Single-digit millionaires are ‘basically middle-class,’ argues real estate mogul. Here’s why he’s wrong

March 3, 2023, 1:30 PM UTC
Grant Cardone
Grant Cardone argues that being a single-digit millionaire is like being middle-class.
Michael Reaves—Getty Images

Being a millionaire may not have the same cachet it once did. So argues real estate mogul Grant Cardone in a recent video on his YouTube channel in which he details five steps to becoming a millionaire. 

“Everybody’s like ‘Oh my God, the iconic millionaire, you’re wealthy,’” he said. “You’re not wealthy…you’re worried.” 

In the video, Cardone stands in a bleak office and yells a lot in an effort to show that being a single-digit millionaire won’t get you very far these days—which, if you take his word for it, says a lot about the rest of us considering the typical net worth of a family in U.S. is $121,700. He broke down some math to validate his point: If a 30-year-old with $1 million and zero income spent $4,000 a month, equivalent to $48,000 a year, they would be broke by the time they reached 51. 

“Millionaires are basically middle-class people who are worried about money,” Cardone said. 

The self-made millionaire, who’s CEO of property investment company Cardone Capital, author of several business books, and a scientologist, is known for his hot takes—in the past, he said he’d be embarrassed if he only made $400,000 a year. And his polarizing comments don’t stop with money advice—he recently came under fire for tweets to his almost 1 million followers regarding anti-trans laws. Being controversial is part of his brand: As he recently tweeted, “You don’t have to like everything I say. The feeling is mutual.”

Many people may not like his take on single-digit millionaires either (Cardone did not respond to Fortune’s request for comment). After all, netting $1 million doesn’t happen overnight for most people. It’s a hard net worth to achieve when you’re in the actual middle class, which the Pew Research Center defines as a single person earning between $30,003 and $90,010 or a family of four taking home $60,000 to $180,000. 

Now, the hypothetical 30-year-old millionaire Cardone speaks of does fall into that middle-class bracket if they are living off $48,000 for the next 21 years. But the example is highly unlikely: Most people aren’t striving to retire at this age, unless they’re part of a small subset aiming to join the FIRE movement, and those who do often rely on passive income, which Cardone didn’t account for. 

One million dollars is pretty out of reach for the average Joe; the average American household has a median savings of $5,300 (the average, which is skewed by high earners, is a bit better at $41,600). While one’s net worth also includes assets like real estate and car ownership, both of these investments have become less attainable to the middle class the past few years thanks to a combination of rising inflation, competitive markets, and high interest rates. 

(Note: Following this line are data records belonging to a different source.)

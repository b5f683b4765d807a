//! The typed, cleaned delivery record.

use chrono::NaiveDate;
use serde::{Deserialize, Serialize};

/// A latitude/longitude pair in degrees.
#[derive(Debug, Clone, Copy, PartialEq, Serialize, Deserialize)]
pub struct GeoPoint {
    pub latitude: f64,
    pub longitude: f64,
}

impl GeoPoint {
    pub fn new(latitude: f64, longitude: f64) -> Self {
        Self {
            latitude,
            longitude,
        }
    }
}

/// One prepared row of a delivery export.
///
/// Field names serialize to the source column names so an exported table
/// lines up with the file it came from; the two derived columns follow.
#[derive(Debug, Clone, PartialEq, Serialize, Deserialize)]
pub struct DeliveryRecord {
    #[serde(rename = "ID")]
    pub id: String,
    #[serde(rename = "Delivery_person_ID")]
    pub courier_id: String,
    #[serde(rename = "Delivery_person_Age")]
    pub courier_age: u32,
    #[serde(rename = "Delivery_person_Ratings")]
    pub courier_rating: f64,
    #[serde(rename = "Restaurant_latitude")]
    pub restaurant_latitude: f64,
    #[serde(rename = "Restaurant_longitude")]
    pub restaurant_longitude: f64,
    #[serde(rename = "Delivery_location_latitude")]
    pub destination_latitude: f64,
    #[serde(rename = "Delivery_location_longitude")]
    pub destination_longitude: f64,
    #[serde(rename = "Order_Date", with = "day_month_year")]
    pub order_date: NaiveDate,
    /// Kept verbatim (e.g. `conditions Sunny`); filters match these labels.
    #[serde(rename = "Weatherconditions")]
    pub weather: String,
    #[serde(rename = "Road_traffic_density")]
    pub traffic: String,
    #[serde(rename = "Vehicle_condition")]
    pub vehicle_condition: u32,
    #[serde(rename = "Type_of_order")]
    pub order_type: String,
    #[serde(rename = "Type_of_vehicle")]
    pub vehicle_type: String,
    #[serde(rename = "multiple_deliveries")]
    pub multiple_deliveries: u32,
    #[serde(rename = "Festival", with = "yes_no")]
    pub festival: bool,
    #[serde(rename = "City")]
    pub city: String,
    /// Delivery time in whole minutes.
    #[serde(rename = "Time_taken(min)")]
    pub time_taken_min: u32,
    /// Sunday-anchored week of the order date, 0..=53.
    pub week_of_year: u32,
    /// Great-circle distance from restaurant to destination.
    pub distance_km: f64,
}

impl DeliveryRecord {
    pub fn restaurant(&self) -> GeoPoint {
        GeoPoint::new(self.restaurant_latitude, self.restaurant_longitude)
    }

    pub fn destination(&self) -> GeoPoint {
        GeoPoint::new(self.destination_latitude, self.destination_longitude)
    }
}

mod day_month_year {
    use chrono::NaiveDate;
    use serde::{Deserialize, Deserializer, Serializer};

    const FORMAT: &str = "%d-%m-%Y";

    pub fn serialize<S: Serializer>(date: &NaiveDate, serializer: S) -> Result<S::Ok, S::Error> {
        serializer.collect_str(&date.format(FORMAT))
    }

    pub fn deserialize<'de, D: Deserializer<'de>>(deserializer: D) -> Result<NaiveDate, D::Error> {
        let s = String::deserialize(deserializer)?;
        NaiveDate::parse_from_str(&s, FORMAT).map_err(serde::de::Error::custom)
    }
}

mod yes_no {
    use serde::{Deserialize, Deserializer, Serializer};

    pub fn serialize<S: Serializer>(flag: &bool, serializer: S) -> Result<S::Ok, S::Error> {
        serializer.serialize_str(if *flag { "Yes" } else { "No" })
    }

    pub fn deserialize<'de, D: Deserializer<'de>>(deserializer: D) -> Result<bool, D::Error> {
        match String::deserialize(deserializer)?.as_str() {
            "Yes" => Ok(true),
            "No" => Ok(false),
            other => Err(serde::de::Error::custom(format!(
                "expected 'Yes' or 'No', got '{other}'"
            ))),
        }
    }
}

While the middle class was able to sock away some serious cash during the pandemic, their golden era has since faded as the economy rebounded and 40-year-high inflation took over. About eight in 10 middle class families in America report chipping away at their savings to keep up with a high cost of living, according to a Primerica survey. While many upper-class households got raises to keep up with the pace of inflation, middle-class families didn’t see the same wage increases—contributing to the already shrinking middle class. 

Yes, the wealthy are worried—but that doesn’t make them middle-class

Sure, even the wealthy have been feeling a little uneasy thanks to inflation and a rocky stock market. Less than half (44%) of all millionaires feel “very comfortable” about their finances (although that’s still twice as many as all respondents), according to a survey from Edelman Financial Engines. And 29% of millionaires say they don’t feel rich.

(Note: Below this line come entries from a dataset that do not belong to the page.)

//! Restaurant view: distances and delivery times by context.

use std::collections::{BTreeMap, BTreeSet};

use serde::{Deserialize, Serialize};

use super::stats::{Spread, mean};
use crate::dataset::DeliveryDataset;

#[derive(Debug, Clone, PartialEq, Serialize, Deserialize)]
pub struct TimeByCategory {
    pub category: String,
    pub minutes: Spread,
}

#[derive(Debug, Clone, PartialEq, Serialize, Deserialize)]
pub struct TimeByCityTraffic {
    pub city: String,
    pub traffic: String,
    pub minutes: Spread,
}

#[derive(Debug, Clone, PartialEq, Serialize, Deserialize)]
pub struct DistanceByCity {
    pub city: String,
    pub mean_km: f64,
}

#[derive(Debug, Clone, PartialEq, Serialize, Deserialize)]
pub struct OrderTypeShare {
    pub order_type: String,
    pub orders: usize,
    /// Fraction of all orders, 0..=1.
    pub share: f64,
}

/// Numbers behind the restaurant view.
#[derive(Debug, Clone, Default, PartialEq, Serialize, Deserialize)]
pub struct RestaurantView {
    pub distinct_couriers: usize,
    pub mean_distance_km: Option<f64>,
    pub festival_time: Option<Spread>,
    pub non_festival_time: Option<Spread>,
    pub time_by_city: Vec<TimeByCategory>,
    pub time_by_city_traffic: Vec<TimeByCityTraffic>,
    pub distance_by_city: Vec<DistanceByCity>,
    pub time_by_order_type: Vec<TimeByCategory>,
    pub order_type_share: Vec<OrderTypeShare>,
}

impl RestaurantView {
    pub fn compute(dataset: &DeliveryDataset) -> Self {
        let mut couriers: BTreeSet<&str> = BTreeSet::new();
        let mut distances: Vec<f64> = Vec::with_capacity(dataset.len());
        let mut festival: Vec<f64> = Vec::new();
        let mut non_festival: Vec<f64> = Vec::new();
        let mut by_city: BTreeMap<&str, Vec<f64>> = BTreeMap::new();
        let mut by_city_traffic: BTreeMap<(&str, &str), Vec<f64>> = BTreeMap::new();
        let mut distance_by_city: BTreeMap<&str, Vec<f64>> = BTreeMap::new();
        let mut by_order_type: BTreeMap<&str, Vec<f64>> = BTreeMap::new();

        for r in dataset {
            let minutes = r.time_taken_min as f64;
            couriers.insert(r.courier_id.as_str());
            distances.push(r.distance_km);
            if r.festival {
                festival.push(minutes);
            } else {
                non_festival.push(minutes);
            }
            by_city.entry(r.city.as_str()).or_default().push(minutes);
            by_city_traffic
                .entry((r.city.as_str(), r.traffic.as_str()))
                .or_default()
                .push(minutes);
            distance_by_city
                .entry(r.city.as_str())
                .or_default()
                .push(r.distance_km);
            by_order_type
                .entry(r.order_type.as_str())
                .or_default()
                .push(minutes);
        }

        let total = dataset.len();
        let order_type_share = by_order_type
            .iter()
            .map(|(order_type, values)| OrderTypeShare {
                order_type: order_type.to_string(),
                orders: values.len(),
                share: values.len() as f64 / total as f64,
            })
            .collect();

        Self {
            distinct_couriers: couriers.len(),
            mean_distance_km: mean(&distances),
            festival_time: Spread::of(&festival),
            non_festival_time: Spread::of(&non_festival),
            time_by_city: category_spreads(&by_city),
            time_by_city_traffic: by_city_traffic
                .into_iter()
                .filter_map(|((city, traffic), values)| {
                    Some(TimeByCityTraffic {
                        city: city.to_string(),
                        traffic: traffic.to_string(),
                        minutes: Spread::of(&values)?,
                    })
                })
                .collect(),
            distance_by_city: distance_by_city
                .into_iter()
                .filter_map(|(city, values)| {
                    Some(DistanceByCity {
                        city: city.to_string(),
                        mean_km: mean(&values)?,
                    })
                })
                .collect(),
            time_by_order_type: category_spreads(&by_order_type),
            order_type_share,
        }
    }
}

fn category_spreads(groups: &BTreeMap<&str, Vec<f64>>) -> Vec<TimeByCategory> {
    groups
        .iter()
        .filter_map(|(category, values)| {
            Some(TimeByCategory {
                category: category.to_string(),
                minutes: Spread::of(values)?,
            })
        })
        .collect()
}

#[cfg(test)]
mod tests {
    use super::*;
    use crate::dataset::testing::record;
    use crate::schema::DeliveryRecord;

    fn shaped(mut r: DeliveryRecord, festival: bool, order_type: &str, km: f64) -> DeliveryRecord {
        r.festival = festival;
        r.order_type = order_type.to_string();
        r.distance_km = km;
        r
    }

    fn dataset() -> DeliveryDataset {
        DeliveryDataset::from_records(vec![
            shaped(record("a", "c1", (2022, 2, 11), "Urban", "Jam", 20), false, "Meal", 2.0),
            shaped(record("b", "c1", (2022, 2, 12), "Urban", "Low", 30), false, "Snack", 4.0),
            shaped(record("c", "c2", (2022, 2, 13), "Metropolitian", "Jam", 40), true, "Meal", 6.0),
            shaped(record("d", "c3", (2022, 2, 13), "Metropolitian", "Jam", 50), true, "Meal", 8.0),
        ])
    }

    #[test]
    fn test_headline_metrics() {
        let view = RestaurantView::compute(&dataset());
        assert_eq!(view.distinct_couriers, 3);
        assert_eq!(view.mean_distance_km, Some(5.0));

        let fest = view.festival_time.unwrap();
        assert_eq!(fest.count, 2);
        assert_eq!(fest.mean, 45.0);
        assert!((fest.std.unwrap() - 7.0710678).abs() < 1e-6);
        assert_eq!(view.non_festival_time.unwrap().mean, 25.0);
    }

    #[test]
    fn test_time_by_city_and_traffic() {
        let view = RestaurantView::compute(&dataset());
        let cities: Vec<(&str, f64)> = view
            .time_by_city
            .iter()
            .map(|t| (t.category.as_str(), t.minutes.mean))
            .collect();
        assert_eq!(cities, vec![("Metropolitian", 45.0), ("Urban", 25.0)]);

        assert_eq!(view.time_by_city_traffic.len(), 3);
        let urban_low = &view.time_by_city_traffic[2];
        assert_eq!((urban_low.city.as_str(), urban_low.traffic.as_str()), ("Urban", "Low"));
        assert!(urban_low.minutes.std.is_none());
    }

    #[test]
    fn test_distance_by_city() {
        let view = RestaurantView::compute(&dataset());
        assert_eq!(
            view.distance_by_city,
            vec![
                DistanceByCity { city: "Metropolitian".into(), mean_km: 7.0 },
                DistanceByCity { city: "Urban".into(), mean_km: 3.0 },
            ]
        );
    }

    #[test]
    fn test_order_types() {
        let view = RestaurantView::compute(&dataset());
        assert_eq!(view.time_by_order_type[0].category, "Meal");
        assert!((view.time_by_order_type[0].minutes.mean - 36.6666666).abs() < 1e-6);
        assert_eq!(view.order_type_share[0].orders, 3);
        assert!((view.order_type_share[1].share - 0.25).abs() < 1e-9);
    }

    #[test]
    fn test_empty_dataset() {
        let view = RestaurantView::compute(&DeliveryDataset::default());
        assert_eq!(view, RestaurantView::default());
    }
}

That’s probably because today’s economy is having a negative impact on standard financial benchmarks; consider that more than half of Americans raking in over $100,000 annually feel they’re living paycheck to paycheck. And $1 million is no longer always enough for a comfortable retirement.

“While it is still an exceptional level of achievement, it is questionable whether that amount is sustainable as a source of lifetime income, given improved longevity and high inflation,” Michele Lee Fine, founder and CEO of Cornerstone Wealth Advisory, told Fortune’s Alicia Adamczyk of retiring on $1 million. 

But it can still be done with smart budgeting. “A million dollars isn’t what it used to be, but it can still provide a comfortable retirement if done right,” Gates Little, president and CEO at the Southern Bank Company, told Adamczyk. Even if Cardone’s aforementioned example was applied to someone who retired at the full retirement age of 66, it would last them until they’re 87—maybe not the full length of retirement for some, but again, that example doesn’t include passive income or Social Security benefits. 

Of course, being a single-digit millionaire means different things in different cities; it likely won’t give someone as much financial security in high-cost cities like New York City or San Francisco as it might in a non-metro area. While Americans think it takes a $2.2 million net worth to be wealthy, their standard for being financially comfortable—which one might equate with the middle class—is $774,000. 

But just because the value of $1 million has depreciated doesn’t mean it’s not a lot of money, as Cardone suggests. A net worth of $1 million that’s well invested is nothing to sniff at.